The Fundamentals of Bitcoin’s Price

Translations: German 🇩🇪

One of the unique things about Bitcoin is that its supply and demand can actually be teased out and measured. Not for a particular day but over a period of time. This is true because of the following facts:

  • The issuance of bitcoin is predetermined and predictable (1800 per day presently, halving every 4 years)
  • There are 3 classes of market participants: Miners, HODLers, and traders.
  • Miners that produce bitcoin do so nearly always at a cost below market price and are incentivised to sell, and repeat. They are not speculators, they are in the business of electricity vs bitcoin arbitrage. Miners offer SUPPLY.
  • Traders are SUPPLY/DEMAND Neutral: Traders can push the market price of Bitcoin up or down temporarily, but when a trader enters AND later exits, he/she has not actually added or subtracted any bitcoin to the market, and so does not contribute to supply or demand for the time period of that trade. However, there is some small contribution to supply/demand, from the fact that if a profit is made it will take money out of the system (and effectively reduce money from someone else to buy bitcoin), and if a loss is made it will add money into the system (increasing the wealth of someone else who will buy bitcoin). Overall, some traders win, some lose, and they generally cancel each other out, so this effect will be ignored. Excluding traders greatly simplifies the calculations of supply and demand, and makes understanding price much easier.
  • HODLers create DEMAND. They soak up the supply from miners. Traders that keep profits in bitcoin are also part-HODLers and add to demand.

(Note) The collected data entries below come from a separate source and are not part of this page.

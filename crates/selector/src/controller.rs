//! Selection state machine
//!
//! ```text
//!            down + modifier                 up (1..=cap links)
//!   Idle ─────────────────────► Dragging ─────────────────────► Idle + pending commit
//!    ▲                            │  ▲                                 │
//!    │   up (0 or > cap links)    │  │ move: re-query, replace         │ grace delay
//!    ├────────────────────────────┤  └─ highlights                     ▼
//!    │   Escape / hidden / unload │                           dispatch + clear
//!    └────────────────────────────┘
//! ```
//!
//! The controller owns all mutable selection state for one page: gesture,
//! highlight set, overlay handle and the pending commit. It never blocks.
//! The grace timer is driven from outside through [`next_deadline`] and
//! [`fire_due`], and URL lists leave through an unbounded channel.
//!
//! [`next_deadline`]: SelectionController::next_deadline
//! [`fire_due`]: SelectionController::fire_due

use browser::OpenLinksRequest;
use dom::{NodeId, PageDocument, Point, SelectionRect};
use tokio::sync::{broadcast, mpsc};
use tokio::time::Instant;
use uuid::Uuid;

use crate::config::SelectorConfig;
use crate::events::{CancelReason, EventBus, SelectionEvent};
use crate::geometry::{query_links_in_rect, LinkCandidate};
use crate::highlight::HighlightManager;
use crate::input::{Modifiers, PageEvent};

#[derive(Debug, Clone, Copy, PartialEq)]
pub enum GestureState {
    Idle,
    Dragging { start: Point, gesture_id: Uuid },
}

/// Released selection waiting out the grace delay
#[derive(Debug)]
struct PendingCommit {
    gesture_id: Uuid,
    deadline: Instant,
    urls: Vec<String>,
}

pub struct SelectionController<P> {
    page: P,
    config: SelectorConfig,
    highlights: HighlightManager,
    gesture: GestureState,
    overlay: Option<NodeId>,
    pending: Option<PendingCommit>,
    attached: bool,
    outbox: mpsc::UnboundedSender<OpenLinksRequest>,
    events: EventBus,
}

impl<P: PageDocument> SelectionController<P> {
    pub fn new(
        page: P,
        config: SelectorConfig,
        outbox: mpsc::UnboundedSender<OpenLinksRequest>,
    ) -> Self {
        Self {
            page,
            highlights: HighlightManager::new(config.highlight.clone()),
            config,
            gesture: GestureState::Idle,
            overlay: None,
            pending: None,
            attached: false,
            outbox,
            events: EventBus::new(),
        }
    }

    /// Start listening. `channel_available` only affects the banner.
    pub fn attach(&mut self, channel_available: bool) {
        if self.attached {
            return;
        }
        self.attached = true;

        tracing::info!(
            "Link range selector loaded. Hold {} and click-drag to select a range.",
            self.config.modifier.label()
        );
        if channel_available {
            tracing::info!("Link channel detected - background tabs supported");
        } else {
            tracing::warn!("Link channel not available - links will open directly");
        }
    }

    /// Page teardown: drop every trace of the selector from the page
    pub fn detach(&mut self) {
        if !self.attached {
            return;
        }
        self.cancel(CancelReason::Unload);
        if let Some(overlay) = self.overlay.take() {
            self.page.remove_overlay(overlay);
        }
        self.attached = false;
        tracing::info!("Link range selector detached");
    }

    /// Feed one page event.
    ///
    /// Returns `true` when the event belongs to a gesture and the host
    /// should suppress its default action.
    pub fn handle(&mut self, event: PageEvent, now: Instant) -> bool {
        if !self.attached {
            return false;
        }

        match event {
            PageEvent::PointerDown { point, modifiers } => self.pointer_down(point, modifiers),
            PageEvent::PointerMove { point } => self.pointer_move(point),
            PageEvent::PointerUp { point } => self.pointer_up(point, now),
            PageEvent::KeyDown { key } => {
                if key == "Escape" && (self.is_dragging() || self.pending.is_some()) {
                    self.cancel(CancelReason::Escape);
                }
                false
            }
            PageEvent::VisibilityChange { hidden } => {
                if hidden {
                    self.cancel(CancelReason::Hidden);
                }
                false
            }
            PageEvent::Unload => {
                self.detach();
                false
            }
        }
    }

    /// When the pending commit wants to fire
    pub fn next_deadline(&self) -> Option<Instant> {
        self.pending.as_ref().map(|p| p.deadline)
    }

    /// Fire the pending commit if its deadline has passed
    pub fn fire_due(&mut self, now: Instant) -> bool {
        let due = matches!(&self.pending, Some(pending) if pending.deadline <= now);
        if due {
            self.flush_pending();
        }
        due
    }

    pub fn state(&self) -> GestureState {
        self.gesture
    }

    pub fn is_dragging(&self) -> bool {
        matches!(self.gesture, GestureState::Dragging { .. })
    }

    pub fn is_attached(&self) -> bool {
        self.attached
    }

    pub fn has_pending(&self) -> bool {
        self.pending.is_some()
    }

    /// Currently highlighted elements, ascending id order
    pub fn highlighted(&self) -> Vec<NodeId> {
        self.highlights.highlighted()
    }

    pub fn page(&self) -> &P {
        &self.page
    }

    pub fn subscribe(&self) -> broadcast::Receiver<SelectionEvent> {
        self.events.subscribe()
    }

    fn pointer_down(&mut self, point: Point, modifiers: Modifiers) -> bool {
        if self.is_dragging() {
            tracing::debug!("Ignoring pointer-down during an active gesture");
            return false;
        }
        if !self.config.modifier.is_held(&modifiers) {
            return false;
        }

        // The previous release is still in its grace window: honor it now
        if self.pending.is_some() {
            self.flush_pending();
        }

        let gesture_id = Uuid::now_v7();
        self.gesture = GestureState::Dragging {
            start: point,
            gesture_id,
        };

        if let Some(overlay) = self.ensure_overlay() {
            self.page
                .show_overlay(overlay, SelectionRect::from_points(point, point));
        }
        self.page.set_cursor(Some(self.config.cursor.as_str()));

        tracing::debug!(gesture = %gesture_id, "Selection started at ({}, {})", point.x, point.y);
        self.events.publish(SelectionEvent::GestureStarted {
            gesture_id: gesture_id.to_string(),
        });
        true
    }

    fn pointer_move(&mut self, point: Point) -> bool {
        let GestureState::Dragging { start, .. } = self.gesture else {
            return false;
        };

        if let Some(overlay) = self.overlay {
            self.page
                .show_overlay(overlay, SelectionRect::from_points(start, point));
        }

        let candidates = query_links_in_rect(&self.page, start, point);
        self.highlights
            .replace(&mut self.page, &element_ids(&candidates));

        self.events.publish(SelectionEvent::Highlighted {
            count: candidates.len(),
        });
        true
    }

    fn pointer_up(&mut self, point: Point, now: Instant) -> bool {
        let GestureState::Dragging { start, gesture_id } = self.gesture else {
            return false;
        };

        self.gesture = GestureState::Idle;
        self.page.set_cursor(None);
        if let Some(overlay) = self.overlay {
            self.page.hide_overlay(overlay);
        }

        // Release coordinates may differ from the last move
        let candidates = query_links_in_rect(&self.page, start, point);

        if candidates.is_empty() {
            self.highlights.clear(&mut self.page);
            tracing::info!(gesture = %gesture_id, "No links found in the selected range");
            self.events.publish(SelectionEvent::Empty);
            return true;
        }

        let cap = self.config.max_links;
        if candidates.len() > cap {
            self.highlights.clear(&mut self.page);
            let message = format!(
                "Found {} links. For safety, only ranges with {} or fewer links will be processed.",
                candidates.len(),
                cap
            );
            tracing::warn!(gesture = %gesture_id, "{}", message);
            self.page.alert(&message);
            self.events.publish(SelectionEvent::CapExceeded {
                found: candidates.len(),
                cap,
            });
            return true;
        }

        // Show exactly what is about to open during the grace window
        self.highlights
            .replace(&mut self.page, &element_ids(&candidates));

        let urls: Vec<String> = candidates
            .iter()
            .map(|c| c.url.as_str().to_owned())
            .collect();
        tracing::debug!(
            gesture = %gesture_id,
            "Scheduling {} links in {:?}",
            urls.len(),
            self.config.dispatch_delay()
        );
        self.pending = Some(PendingCommit {
            gesture_id,
            deadline: now + self.config.dispatch_delay(),
            urls,
        });
        true
    }

    /// Idempotent: safe to call with nothing in progress
    fn cancel(&mut self, reason: CancelReason) {
        let was_dragging = self.is_dragging();
        let had_pending = self.pending.take().is_some();
        let had_highlights = !self.highlights.is_empty();

        self.gesture = GestureState::Idle;
        if was_dragging {
            self.page.set_cursor(None);
        }
        if let Some(overlay) = self.overlay {
            self.page.hide_overlay(overlay);
        }
        self.highlights.clear(&mut self.page);

        if was_dragging || had_pending || had_highlights {
            tracing::debug!("Selection cancelled: {:?}", reason);
            self.events.publish(SelectionEvent::Cancelled { reason });
        }
    }

    fn flush_pending(&mut self) {
        let Some(commit) = self.pending.take() else {
            return;
        };

        tracing::info!(
            gesture = %commit.gesture_id,
            "Opening {} links: {:?}",
            commit.urls.len(),
            commit.urls
        );
        if self
            .outbox
            .send(OpenLinksRequest::new(commit.urls.clone()))
            .is_err()
        {
            tracing::error!("Link dispatcher is gone, {} links dropped", commit.urls.len());
        }

        self.highlights.clear(&mut self.page);
        self.events
            .publish(SelectionEvent::Committed { urls: commit.urls });
    }

    /// Reuse the overlay, creating it on first use. A failed creation is
    /// retried on the next gesture.
    fn ensure_overlay(&mut self) -> Option<NodeId> {
        if self.overlay.is_none() {
            match self.page.create_overlay(&self.config.overlay) {
                Ok(overlay) => self.overlay = Some(overlay),
                Err(e) => tracing::warn!("Selection overlay unavailable: {}", e),
            }
        }
        self.overlay
    }
}

fn element_ids(candidates: &[LinkCandidate]) -> Vec<NodeId> {
    candidates.iter().map(|c| c.element).collect()
}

If the above is accepted, then the following conclusions can be made, and interesting calculations can follow:

Supply of bitcoin is from 2 sources:

  • Miners selling newly created coins — miners all over the world are currently rewarded a total of 1800 bitcoin a day which is distributed proportionally to computer power invested. They sell nearly the whole amount. If the price of Bitcoin falls sharply, unprofitable miners stop mining and the remaining miners share 1800 bitcoin. In response to hash power dropping and block times becoming too long, the Bitcoin protocol difficulty-adjustment makes mining easier (and thus cheaper), because some competitors have left. All remaining miners are generally profitable (unless they are irrational), and the amount of bitcoins sold per day remains unchanged. Note, if it is unprofitable to mine bitcoin, and a miner wants more bitcoin, it is rational to buy bitcoin on the market rather than mine.)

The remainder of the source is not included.